Again, we at Slow Art Day HQ always look forward to what Ur Mara Museoa produces, and we hope to finally visit the museum next year, when we plan a European summer tour of Slow Art Day sites.
And we can’t wait to see what Ur Mara Museoa comes up with for 2022.
Johanna, Jessica, Ashley and Phyl
For their first official Slow Art Day, Grounds For Sculpture (GFS) in Hamilton, New Jersey, hosted nearly 1,000 partipants and provided them with meditative prompts to use while slow-viewing the sculptures.
On April 10, all visitors were encouraged to do a slow looking activity using the following instructions created by Libby Vieira da Cunha, Manager of Group Visit and School Programs at Grounds For Sculpture:
1) Pick any sculpture on the grounds that interests you
2) Challenge yourself to look at the sculpture for 5 minutes – set a timer and allow yourself to slow down
3) While taking a slow look, ask yourself the following questions:
- Take a deep breath. Walk around the sculpture and let your eyes move slowly around the artwork – from where it touches the ground all the way up to the sky.
- What do you notice? Make three observations based on what you noticed.
- Think of a story or experience this sculpture reminds you of – anything that comes to mind.
- Think of a friend that you want to share this sculpture with, why does this person come to mind?
- What do you notice about the sculpture now that you did not see at first glance? How does this change your impression of the sculpture?
- If you’re with others share your responses with each other. Did they have similar or different thoughts on the sculpture?
- If you’re up for the Slow Art Day challenge, then repeat this exercise with two other sculptures
- What new question might you pose for slow looking? Add it to your next slow look.
Throughout the day, facilitators also walked between different groups, inviting them to discuss the artwork ‘Dorian’ by artist Bruce Beasley (pictured below).

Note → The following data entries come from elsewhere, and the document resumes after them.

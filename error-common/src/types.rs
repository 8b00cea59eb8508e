use thiserror::Error;

/// Process-level error enum shared by binaries and startup code
#[derive(Error, Debug)]
pub enum LabTrackError {
    /// Network communication errors
    #[error("Network error: {0}")]
    NetworkError(String),

    /// Server runtime errors
    #[error("Server error: {0}")]
    ServerError(String),

    /// Database operation errors
    #[error("Database error: {0}")]
    DatabaseError(String),

    /// Configuration errors
    #[error("Configuration error: {0}")]
    ConfigError(String),

    /// Wrapped external errors
    #[error(transparent)]
    Other(#[from] anyhow::Error),
}

impl LabTrackError {
    /// Stable error code for this error category
    pub fn code(&self) -> &'static str {
        match self {
            LabTrackError::NetworkError(_) | LabTrackError::ServerError(_) => {
                crate::codes::system::INTERNAL
            }
            LabTrackError::DatabaseError(_) => crate::codes::database::QUERY_FAILED,
            LabTrackError::ConfigError(_) => crate::codes::validation::INVALID_INPUT,
            LabTrackError::Other(_) => crate::codes::system::INTERNAL,
        }
    }
}

/// Result type alias for LabTrack operations
pub type Result<T> = std::result::Result<T, LabTrackError>;

/// Async logging function for errors
pub async fn log_error(context: &str, error: &LabTrackError) {
    tracing::error!(
        context = context,
        error_code = error.code(),
        error = %error,
        "LabTrack error occurred"
    );
}
// Error codes implementation
// Standardized error codes carried in API error bodies

pub mod validation {
    pub const INVALID_INPUT: &str = "VALIDATION_1001";
    pub const MISSING_REQUIRED_FIELD: &str = "VALIDATION_1002";
    pub const INVALID_FORMAT: &str = "VALIDATION_1003";
}

pub mod authentication {
    pub const MISSING_IDENTITY: &str = "AUTH_2001";
}

pub mod resource {
    pub const NOT_FOUND: &str = "RESOURCE_3001";
}

pub mod database {
    pub const CONNECTION_FAILED: &str = "DB_4001";
    pub const QUERY_FAILED: &str = "DB_4002";
    pub const CONSTRAINT_VIOLATION: &str = "DB_4003";
}

pub mod system {
    pub const INTERNAL: &str = "SYS_5001";
}
pub mod analyzers;
pub mod health;
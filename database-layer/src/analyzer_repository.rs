// Analyzer persistence
use async_trait::async_trait;
use chrono::{DateTime, Utc};
use serde_json::{Map, Value};
use sqlx::{types::Json, FromRow, PgPool, Postgres, QueryBuilder};
use tracing::debug;
use uuid::Uuid;

use crate::error::DatabaseResult;
use crate::models::{Analyzer, AnalyzerFilter, AnalyzerPatch, NewAnalyzer};

/// Entity store for analyzers.
///
/// Every method is a single round-trip; nothing spans multiple entities
/// transactionally. "Not found" is `Ok(None)`, errors are store failures only.
#[async_trait]
pub trait AnalyzerStore: Send + Sync {
    async fn create(&self, analyzer: NewAnalyzer) -> DatabaseResult<Analyzer>;

    async fn find_by_id(&self, id: Uuid) -> DatabaseResult<Option<Analyzer>>;

    async fn find_by_ids(&self, ids: &[Uuid]) -> DatabaseResult<Vec<Analyzer>>;

    /// Ordered by creation time
    async fn find_all(&self, filter: AnalyzerFilter) -> DatabaseResult<Vec<Analyzer>>;

    /// Apply `patch` and return the analyzer as it was *before* the update.
    async fn update_by_id(&self, id: Uuid, patch: &AnalyzerPatch) -> DatabaseResult<Option<Analyzer>>;

    /// Apply `patch` to every matching id, returning the number of rows changed.
    async fn update_by_ids(&self, ids: &[Uuid], patch: &AnalyzerPatch) -> DatabaseResult<u64>;

    /// Remove and return the analyzer
    async fn delete_by_id(&self, id: Uuid) -> DatabaseResult<Option<Analyzer>>;

    async fn is_healthy(&self) -> bool;
}

const COLUMNS: &[&str] = &[
    "id",
    "name",
    "actived",
    "performed_by",
    "enabled",
    "extra",
    "revision",
    "created_at",
    "updated_at",
];

fn columns(prefix: Option<&str>) -> String {
    COLUMNS
        .iter()
        .map(|column| match prefix {
            Some(prefix) => format!("{prefix}.{column}"),
            None => (*column).to_string(),
        })
        .collect::<Vec<_>>()
        .join(", ")
}

#[derive(FromRow)]
struct AnalyzerRow {
    id: Uuid,
    name: String,
    actived: bool,
    performed_by: String,
    enabled: bool,
    extra: Json<Map<String, Value>>,
    revision: i64,
    created_at: DateTime<Utc>,
    updated_at: DateTime<Utc>,
}

impl From<AnalyzerRow> for Analyzer {
    fn from(row: AnalyzerRow) -> Self {
        Self {
            id: row.id,
            name: row.name,
            actived: row.actived,
            performed_by: row.performed_by,
            enabled: row.enabled,
            created_at: row.created_at,
            updated_at: row.updated_at,
            revision: row.revision,
            extra: row.extra.0,
        }
    }
}

/// PostgreSQL-backed analyzer store
#[derive(Clone)]
pub struct PgAnalyzerStore {
    pool: PgPool,
}

impl PgAnalyzerStore {
    pub fn new(pool: PgPool) -> Self {
        Self { pool }
    }

    /// `SET` list for a patch. The target table must be aliased `a`.
    fn push_assignments(builder: &mut QueryBuilder<'_, Postgres>, patch: &AnalyzerPatch) {
        let mut assignments = builder.separated(", ");

        if let Some(name) = &patch.name {
            assignments.push("name = ").push_bind_unseparated(name.clone());
        }
        if let Some(actived) = patch.actived {
            assignments.push("actived = ").push_bind_unseparated(actived);
        }
        if let Some(performed_by) = &patch.performed_by {
            assignments
                .push("performed_by = ")
                .push_bind_unseparated(performed_by.clone());
        }
        if let Some(enabled) = patch.enabled {
            assignments.push("enabled = ").push_bind_unseparated(enabled);
        }

        let extra = patch.mergeable_extra();
        if !extra.is_empty() {
            assignments
                .push("extra = a.extra || ")
                .push_bind_unseparated(Json(extra))
                .push_unseparated("::jsonb");
        }

        assignments.push("revision = a.revision + 1");
        assignments.push("updated_at = NOW()");
    }
}

#[async_trait]
impl AnalyzerStore for PgAnalyzerStore {
    async fn create(&self, analyzer: NewAnalyzer) -> DatabaseResult<Analyzer> {
        let record = analyzer.into_analyzer(Utc::now());

        let row = sqlx::query_as::<_, AnalyzerRow>(&format!(
            r#"
            INSERT INTO analyzers (id, name, actived, performed_by, enabled, extra, revision, created_at, updated_at)
            VALUES ($1, $2, $3, $4, $5, $6, 0, $7, $7)
            RETURNING {}
            "#,
            columns(None)
        ))
        .bind(record.id)
        .bind(&record.name)
        .bind(record.actived)
        .bind(&record.performed_by)
        .bind(record.enabled)
        .bind(Json(&record.extra))
        .bind(record.created_at)
        .fetch_one(&self.pool)
        .await?;

        debug!(analyzer_id = %row.id, "Analyzer inserted");
        Ok(row.into())
    }

    async fn find_by_id(&self, id: Uuid) -> DatabaseResult<Option<Analyzer>> {
        let row = sqlx::query_as::<_, AnalyzerRow>(&format!(
            "SELECT {} FROM analyzers WHERE id = $1",
            columns(None)
        ))
        .bind(id)
        .fetch_optional(&self.pool)
        .await?;

        Ok(row.map(Analyzer::from))
    }

    async fn find_by_ids(&self, ids: &[Uuid]) -> DatabaseResult<Vec<Analyzer>> {
        let rows = sqlx::query_as::<_, AnalyzerRow>(&format!(
            "SELECT {} FROM analyzers WHERE id = ANY($1) ORDER BY created_at, id",
            columns(None)
        ))
        .bind(ids)
        .fetch_all(&self.pool)
        .await?;

        Ok(rows.into_iter().map(Analyzer::from).collect())
    }

    async fn find_all(&self, filter: AnalyzerFilter) -> DatabaseResult<Vec<Analyzer>> {
        let rows = sqlx::query_as::<_, AnalyzerRow>(&format!(
            r#"
            SELECT {} FROM analyzers
            WHERE ($1::boolean IS NULL OR enabled = $1)
            ORDER BY created_at, id
            "#,
            columns(None)
        ))
        .bind(filter.enabled)
        .fetch_all(&self.pool)
        .await?;

        Ok(rows.into_iter().map(Analyzer::from).collect())
    }

    async fn update_by_id(&self, id: Uuid, patch: &AnalyzerPatch) -> DatabaseResult<Option<Analyzer>> {
        // The CTE captures the pre-update row so the caller can diff against it
        let mut builder = QueryBuilder::<Postgres>::new("WITH previous AS (SELECT ");
        builder
            .push(columns(None))
            .push(" FROM analyzers WHERE id = ")
            .push_bind(id)
            .push(" FOR UPDATE) UPDATE analyzers AS a SET ");
        Self::push_assignments(&mut builder, patch);
        builder
            .push(" FROM previous WHERE a.id = previous.id RETURNING ")
            .push(columns(Some("previous")));

        let row = builder
            .build_query_as::<AnalyzerRow>()
            .fetch_optional(&self.pool)
            .await?;

        Ok(row.map(Analyzer::from))
    }

    async fn update_by_ids(&self, ids: &[Uuid], patch: &AnalyzerPatch) -> DatabaseResult<u64> {
        let mut builder = QueryBuilder::<Postgres>::new("UPDATE analyzers AS a SET ");
        Self::push_assignments(&mut builder, patch);
        builder.push(" WHERE a.id = ANY(").push_bind(ids.to_vec()).push(")");

        let result = builder.build().execute(&self.pool).await?;

        debug!(requested = ids.len(), updated = result.rows_affected(), "Bulk analyzer update");
        Ok(result.rows_affected())
    }

    async fn delete_by_id(&self, id: Uuid) -> DatabaseResult<Option<Analyzer>> {
        let row = sqlx::query_as::<_, AnalyzerRow>(&format!(
            "DELETE FROM analyzers WHERE id = $1 RETURNING {}",
            columns(None)
        ))
        .bind(id)
        .fetch_optional(&self.pool)
        .await?;

        Ok(row.map(Analyzer::from))
    }

    async fn is_healthy(&self) -> bool {
        sqlx::query("SELECT 1").execute(&self.pool).await.is_ok()
    }
}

Ahead of the event, it was advertised on Facebook and Instagram, receiving more than 600 likes from the public. The in-person activity was very well received, and experienced by a total of 952 visitors from across the country – from Arizona, California, Minnesota, and many states along the east coast.
Participants shared that they found the experience fun, stimulating, reflective, special, interesting, insightful, and meditative:
“The fact that you can see it (the artwork) from so many different perspectives makes it more beautiful.”Slow Art Day Participant
“I felt a closer bond to my friend doing it as we expressed our experiences”Slow Art Day Participant’s quote
“Allows for seeing hidden beauty”Participant’s quote
“I was able to reflect and learn something new”Slow Art Day Participant’s quote
At Slow Art Day HQ, we were excited to see Grounds for Sculpture bring out nearly 1,000 people for their first annual event. We also appreciated GFS’ enthusiasm, creativity and attention to detail. And their poster (pictured above) is terrific.
We can’t wait to see what they come up with for their second Slow Art Day in 2022.